• **Your goal**
Find the line containing "HTTP Client Abstraction" in the entries below. Restate it and each line after it, word for word, up to and including the line containing "request, if any.".

• **Material to process**
──────────
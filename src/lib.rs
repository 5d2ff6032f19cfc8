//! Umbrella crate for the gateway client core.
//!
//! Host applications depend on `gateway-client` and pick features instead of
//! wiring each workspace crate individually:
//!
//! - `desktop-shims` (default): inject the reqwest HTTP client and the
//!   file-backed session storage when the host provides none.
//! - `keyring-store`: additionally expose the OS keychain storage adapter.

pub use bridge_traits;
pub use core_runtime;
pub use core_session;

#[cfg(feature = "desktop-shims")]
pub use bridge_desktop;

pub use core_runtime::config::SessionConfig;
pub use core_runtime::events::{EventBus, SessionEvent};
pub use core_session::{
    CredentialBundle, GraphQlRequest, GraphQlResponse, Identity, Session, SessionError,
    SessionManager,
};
──────────
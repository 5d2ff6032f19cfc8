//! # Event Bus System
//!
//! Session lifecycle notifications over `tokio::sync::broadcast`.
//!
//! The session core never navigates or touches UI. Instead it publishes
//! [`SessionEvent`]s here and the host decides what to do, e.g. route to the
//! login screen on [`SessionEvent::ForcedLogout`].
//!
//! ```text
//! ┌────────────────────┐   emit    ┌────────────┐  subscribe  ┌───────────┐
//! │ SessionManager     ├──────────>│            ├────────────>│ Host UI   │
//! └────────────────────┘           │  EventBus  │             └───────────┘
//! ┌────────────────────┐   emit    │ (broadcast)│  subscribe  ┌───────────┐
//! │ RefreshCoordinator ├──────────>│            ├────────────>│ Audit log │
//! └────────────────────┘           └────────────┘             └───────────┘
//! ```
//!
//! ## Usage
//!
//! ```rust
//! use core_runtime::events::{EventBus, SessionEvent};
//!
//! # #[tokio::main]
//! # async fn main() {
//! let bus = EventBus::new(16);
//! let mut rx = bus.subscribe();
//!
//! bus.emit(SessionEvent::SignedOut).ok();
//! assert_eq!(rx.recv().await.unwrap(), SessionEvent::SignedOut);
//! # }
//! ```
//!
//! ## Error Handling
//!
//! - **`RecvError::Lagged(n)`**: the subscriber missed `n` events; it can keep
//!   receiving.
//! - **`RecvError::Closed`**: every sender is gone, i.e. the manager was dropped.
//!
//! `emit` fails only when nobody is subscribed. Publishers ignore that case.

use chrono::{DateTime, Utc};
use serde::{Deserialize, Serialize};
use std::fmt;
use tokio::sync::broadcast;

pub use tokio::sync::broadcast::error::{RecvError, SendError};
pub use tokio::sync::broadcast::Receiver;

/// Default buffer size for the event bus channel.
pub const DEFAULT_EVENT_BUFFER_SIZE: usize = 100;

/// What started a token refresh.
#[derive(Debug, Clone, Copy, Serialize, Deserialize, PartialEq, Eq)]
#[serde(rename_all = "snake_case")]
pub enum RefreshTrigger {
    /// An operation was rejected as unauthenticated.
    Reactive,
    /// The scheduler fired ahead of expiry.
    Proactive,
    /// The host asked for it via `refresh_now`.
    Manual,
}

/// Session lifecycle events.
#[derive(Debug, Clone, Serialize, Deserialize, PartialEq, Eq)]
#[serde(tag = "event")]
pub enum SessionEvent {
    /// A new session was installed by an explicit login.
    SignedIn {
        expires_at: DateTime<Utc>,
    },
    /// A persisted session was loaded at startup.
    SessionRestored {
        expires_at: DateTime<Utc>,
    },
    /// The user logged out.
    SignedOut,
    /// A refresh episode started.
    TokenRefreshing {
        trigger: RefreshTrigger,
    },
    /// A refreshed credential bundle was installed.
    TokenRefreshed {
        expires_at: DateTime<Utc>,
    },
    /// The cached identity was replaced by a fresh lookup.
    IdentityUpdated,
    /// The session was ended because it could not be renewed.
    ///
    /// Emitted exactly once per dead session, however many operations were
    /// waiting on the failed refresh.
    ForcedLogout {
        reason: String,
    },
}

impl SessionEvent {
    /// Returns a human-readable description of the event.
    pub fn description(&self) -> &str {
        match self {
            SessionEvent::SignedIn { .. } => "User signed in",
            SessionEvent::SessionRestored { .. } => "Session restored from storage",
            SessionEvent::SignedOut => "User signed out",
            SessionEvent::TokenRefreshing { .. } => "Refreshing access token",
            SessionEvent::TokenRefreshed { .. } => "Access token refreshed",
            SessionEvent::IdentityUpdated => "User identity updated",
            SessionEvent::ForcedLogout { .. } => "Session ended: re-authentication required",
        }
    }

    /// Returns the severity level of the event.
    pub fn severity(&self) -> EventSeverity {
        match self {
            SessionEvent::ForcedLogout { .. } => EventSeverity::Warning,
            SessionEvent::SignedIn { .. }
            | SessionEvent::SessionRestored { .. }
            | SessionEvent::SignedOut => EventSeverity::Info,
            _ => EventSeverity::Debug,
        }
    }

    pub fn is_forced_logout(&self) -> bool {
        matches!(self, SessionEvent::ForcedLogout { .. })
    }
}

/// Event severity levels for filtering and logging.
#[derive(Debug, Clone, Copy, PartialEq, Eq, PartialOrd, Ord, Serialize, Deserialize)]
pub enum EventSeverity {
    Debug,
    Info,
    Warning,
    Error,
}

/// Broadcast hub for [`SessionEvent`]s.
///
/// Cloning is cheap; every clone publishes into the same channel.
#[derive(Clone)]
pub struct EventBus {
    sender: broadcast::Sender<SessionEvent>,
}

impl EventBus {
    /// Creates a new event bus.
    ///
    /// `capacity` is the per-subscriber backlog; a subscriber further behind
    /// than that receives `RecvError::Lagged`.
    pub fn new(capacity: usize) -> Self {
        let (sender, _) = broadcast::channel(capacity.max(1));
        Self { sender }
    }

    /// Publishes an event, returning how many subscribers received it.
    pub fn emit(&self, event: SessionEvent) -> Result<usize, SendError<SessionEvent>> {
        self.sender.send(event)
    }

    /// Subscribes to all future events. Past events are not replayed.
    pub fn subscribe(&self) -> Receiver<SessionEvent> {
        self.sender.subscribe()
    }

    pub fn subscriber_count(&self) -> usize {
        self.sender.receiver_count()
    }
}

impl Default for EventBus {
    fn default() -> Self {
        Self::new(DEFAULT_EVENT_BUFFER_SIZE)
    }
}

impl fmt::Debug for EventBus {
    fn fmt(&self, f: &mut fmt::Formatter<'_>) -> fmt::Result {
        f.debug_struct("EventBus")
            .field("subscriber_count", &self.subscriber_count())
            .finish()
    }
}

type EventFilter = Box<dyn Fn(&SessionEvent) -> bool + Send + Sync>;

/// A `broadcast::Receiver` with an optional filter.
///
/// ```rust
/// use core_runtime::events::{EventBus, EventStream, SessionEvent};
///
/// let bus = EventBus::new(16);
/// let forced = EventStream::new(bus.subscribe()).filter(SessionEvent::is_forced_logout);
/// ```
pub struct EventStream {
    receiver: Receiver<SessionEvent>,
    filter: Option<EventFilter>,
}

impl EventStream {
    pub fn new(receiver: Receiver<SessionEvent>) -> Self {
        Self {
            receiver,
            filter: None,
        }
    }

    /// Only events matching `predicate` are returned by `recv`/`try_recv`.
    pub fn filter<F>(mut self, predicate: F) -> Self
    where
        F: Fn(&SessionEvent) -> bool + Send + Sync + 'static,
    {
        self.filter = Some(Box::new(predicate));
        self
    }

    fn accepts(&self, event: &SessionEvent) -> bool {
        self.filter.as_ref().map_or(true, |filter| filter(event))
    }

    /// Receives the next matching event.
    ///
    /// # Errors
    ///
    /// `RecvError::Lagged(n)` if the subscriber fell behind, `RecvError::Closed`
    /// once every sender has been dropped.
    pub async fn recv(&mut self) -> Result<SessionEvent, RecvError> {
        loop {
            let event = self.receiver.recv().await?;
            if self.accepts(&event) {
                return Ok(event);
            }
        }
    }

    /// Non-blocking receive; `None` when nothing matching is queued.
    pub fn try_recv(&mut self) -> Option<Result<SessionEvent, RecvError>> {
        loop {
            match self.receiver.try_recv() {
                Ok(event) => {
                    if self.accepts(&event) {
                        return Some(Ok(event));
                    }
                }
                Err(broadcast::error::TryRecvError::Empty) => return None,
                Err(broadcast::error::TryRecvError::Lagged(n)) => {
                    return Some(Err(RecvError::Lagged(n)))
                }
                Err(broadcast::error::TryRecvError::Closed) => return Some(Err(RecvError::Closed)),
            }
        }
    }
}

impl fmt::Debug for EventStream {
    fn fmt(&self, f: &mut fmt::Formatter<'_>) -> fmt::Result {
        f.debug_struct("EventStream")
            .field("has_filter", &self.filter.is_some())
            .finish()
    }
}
──────────
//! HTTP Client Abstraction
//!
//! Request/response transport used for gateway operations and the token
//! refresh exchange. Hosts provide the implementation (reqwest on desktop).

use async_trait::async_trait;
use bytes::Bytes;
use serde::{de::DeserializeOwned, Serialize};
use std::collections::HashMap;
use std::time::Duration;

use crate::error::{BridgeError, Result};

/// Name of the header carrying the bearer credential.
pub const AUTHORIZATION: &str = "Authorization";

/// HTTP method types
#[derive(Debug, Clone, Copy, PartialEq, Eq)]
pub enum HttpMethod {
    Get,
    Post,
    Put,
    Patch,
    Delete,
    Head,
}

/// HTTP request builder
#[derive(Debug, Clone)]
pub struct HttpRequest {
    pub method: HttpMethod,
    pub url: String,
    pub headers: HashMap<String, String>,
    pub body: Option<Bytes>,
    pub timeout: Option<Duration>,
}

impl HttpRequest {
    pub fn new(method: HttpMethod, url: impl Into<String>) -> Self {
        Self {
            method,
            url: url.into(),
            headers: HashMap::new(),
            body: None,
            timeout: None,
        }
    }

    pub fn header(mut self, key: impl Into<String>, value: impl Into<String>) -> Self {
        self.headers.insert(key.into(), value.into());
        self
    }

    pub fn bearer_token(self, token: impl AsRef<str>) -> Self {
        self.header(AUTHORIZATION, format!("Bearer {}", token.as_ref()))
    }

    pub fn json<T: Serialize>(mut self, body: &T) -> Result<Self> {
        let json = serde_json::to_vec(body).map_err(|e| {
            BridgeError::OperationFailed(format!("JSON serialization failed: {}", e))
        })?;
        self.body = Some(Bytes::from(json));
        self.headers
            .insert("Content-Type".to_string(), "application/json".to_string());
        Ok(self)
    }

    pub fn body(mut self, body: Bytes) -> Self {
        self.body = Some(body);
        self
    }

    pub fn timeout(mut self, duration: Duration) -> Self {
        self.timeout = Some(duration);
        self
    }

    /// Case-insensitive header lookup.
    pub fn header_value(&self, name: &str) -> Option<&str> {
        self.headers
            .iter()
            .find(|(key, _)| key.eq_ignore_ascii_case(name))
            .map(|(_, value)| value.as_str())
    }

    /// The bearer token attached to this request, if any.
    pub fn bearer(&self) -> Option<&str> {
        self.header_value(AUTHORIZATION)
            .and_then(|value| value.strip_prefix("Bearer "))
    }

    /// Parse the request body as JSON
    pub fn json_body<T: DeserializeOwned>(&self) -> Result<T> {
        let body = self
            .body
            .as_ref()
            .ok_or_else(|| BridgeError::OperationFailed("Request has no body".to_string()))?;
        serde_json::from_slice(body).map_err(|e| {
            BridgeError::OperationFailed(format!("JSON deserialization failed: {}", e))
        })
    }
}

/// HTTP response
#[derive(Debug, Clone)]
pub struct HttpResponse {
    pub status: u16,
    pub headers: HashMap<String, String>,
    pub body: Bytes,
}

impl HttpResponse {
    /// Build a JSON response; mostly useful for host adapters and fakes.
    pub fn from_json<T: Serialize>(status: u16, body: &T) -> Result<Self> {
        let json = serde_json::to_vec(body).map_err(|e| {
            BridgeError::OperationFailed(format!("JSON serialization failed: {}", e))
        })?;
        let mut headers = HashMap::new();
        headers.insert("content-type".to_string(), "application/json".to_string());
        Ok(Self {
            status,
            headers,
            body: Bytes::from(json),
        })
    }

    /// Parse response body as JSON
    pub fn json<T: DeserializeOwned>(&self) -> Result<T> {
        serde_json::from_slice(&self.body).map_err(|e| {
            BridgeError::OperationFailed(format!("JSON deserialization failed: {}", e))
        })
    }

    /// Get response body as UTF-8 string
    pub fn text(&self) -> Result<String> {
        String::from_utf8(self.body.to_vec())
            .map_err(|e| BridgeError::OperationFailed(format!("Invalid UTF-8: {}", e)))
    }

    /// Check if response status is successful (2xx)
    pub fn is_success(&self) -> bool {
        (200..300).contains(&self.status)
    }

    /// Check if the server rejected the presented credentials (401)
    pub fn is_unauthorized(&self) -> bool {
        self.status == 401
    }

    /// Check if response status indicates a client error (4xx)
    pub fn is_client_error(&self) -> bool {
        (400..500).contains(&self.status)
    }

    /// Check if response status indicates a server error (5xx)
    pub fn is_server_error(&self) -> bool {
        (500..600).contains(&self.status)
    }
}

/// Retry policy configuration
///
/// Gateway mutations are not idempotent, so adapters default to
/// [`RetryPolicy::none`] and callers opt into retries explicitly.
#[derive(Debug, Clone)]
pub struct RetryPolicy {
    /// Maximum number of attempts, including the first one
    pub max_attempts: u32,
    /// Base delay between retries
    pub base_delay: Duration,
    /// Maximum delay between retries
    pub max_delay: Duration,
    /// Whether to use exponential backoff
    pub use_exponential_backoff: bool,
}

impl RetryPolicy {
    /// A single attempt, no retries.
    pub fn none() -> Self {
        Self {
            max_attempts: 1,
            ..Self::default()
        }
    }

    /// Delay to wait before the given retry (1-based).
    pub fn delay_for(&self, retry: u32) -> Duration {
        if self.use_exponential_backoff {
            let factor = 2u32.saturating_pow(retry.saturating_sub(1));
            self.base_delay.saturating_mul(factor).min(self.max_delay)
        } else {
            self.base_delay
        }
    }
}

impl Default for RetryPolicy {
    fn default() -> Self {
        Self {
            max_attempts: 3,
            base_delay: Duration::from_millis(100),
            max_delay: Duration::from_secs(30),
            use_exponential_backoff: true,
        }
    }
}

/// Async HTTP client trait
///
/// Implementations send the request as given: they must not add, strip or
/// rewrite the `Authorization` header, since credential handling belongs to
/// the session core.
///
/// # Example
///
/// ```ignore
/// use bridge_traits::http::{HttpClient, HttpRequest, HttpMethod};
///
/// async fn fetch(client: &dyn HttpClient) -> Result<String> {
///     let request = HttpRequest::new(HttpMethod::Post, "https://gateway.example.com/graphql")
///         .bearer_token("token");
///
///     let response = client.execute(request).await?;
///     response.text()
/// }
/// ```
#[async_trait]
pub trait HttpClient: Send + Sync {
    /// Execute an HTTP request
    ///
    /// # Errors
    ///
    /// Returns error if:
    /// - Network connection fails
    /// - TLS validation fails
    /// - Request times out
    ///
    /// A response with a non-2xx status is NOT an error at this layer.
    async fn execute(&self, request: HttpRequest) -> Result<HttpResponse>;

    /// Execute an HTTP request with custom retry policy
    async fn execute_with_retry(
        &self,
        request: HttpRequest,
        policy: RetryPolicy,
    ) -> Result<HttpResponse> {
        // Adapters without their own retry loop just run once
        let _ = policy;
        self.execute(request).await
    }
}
──────────
• **Response to the exercise**
//! HTTP Client Abstraction
//!
//! Request/response transport used for gateway operations and the token
//! refresh exchange. Hosts provide the implementation (reqwest on desktop).

use async_trait::async_trait;
use bytes::Bytes;
use serde::{de::DeserializeOwned, Serialize};
use std::collections::HashMap;
use std::time::Duration;

use crate::error::{BridgeError, Result};

/// Name of the header carrying the bearer credential.
pub const AUTHORIZATION: &str = "Authorization";

/// HTTP method types
#[derive(Debug, Clone, Copy, PartialEq, Eq)]
pub enum HttpMethod {
    Get,
    Post,
    Put,
    Patch,
    Delete,
    Head,
}

/// HTTP request builder
#[derive(Debug, Clone)]
pub struct HttpRequest {
    pub method: HttpMethod,
    pub url: String,
    pub headers: HashMap<String, String>,
    pub body: Option<Bytes>,
    pub timeout: Option<Duration>,
}

impl HttpRequest {
    pub fn new(method: HttpMethod, url: impl Into<String>) -> Self {
        Self {
            method,
            url: url.into(),
            headers: HashMap::new(),
            body: None,
            timeout: None,
        }
    }

    pub fn header(mut self, key: impl Into<String>, value: impl Into<String>) -> Self {
        self.headers.insert(key.into(), value.into());
        self
    }

    pub fn bearer_token(self, token: impl AsRef<str>) -> Self {
        self.header(AUTHORIZATION, format!("Bearer {}", token.as_ref()))
    }

    pub fn json<T: Serialize>(mut self, body: &T) -> Result<Self> {
        let json = serde_json::to_vec(body).map_err(|e| {
            BridgeError::OperationFailed(format!("JSON serialization failed: {}", e))
        })?;
        self.body = Some(Bytes::from(json));
        self.headers
            .insert("Content-Type".to_string(), "application/json".to_string());
        Ok(self)
    }

    pub fn body(mut self, body: Bytes) -> Self {
        self.body = Some(body);
        self
    }

    pub fn timeout(mut self, duration: Duration) -> Self {
        self.timeout = Some(duration);
        self
    }

    /// Case-insensitive header lookup.
    pub fn header_value(&self, name: &str) -> Option<&str> {
        self.headers
            .iter()
            .find(|(key, _)| key.eq_ignore_ascii_case(name))
            .map(|(_, value)| value.as_str())
    }

    /// The bearer token attached to this request, if any.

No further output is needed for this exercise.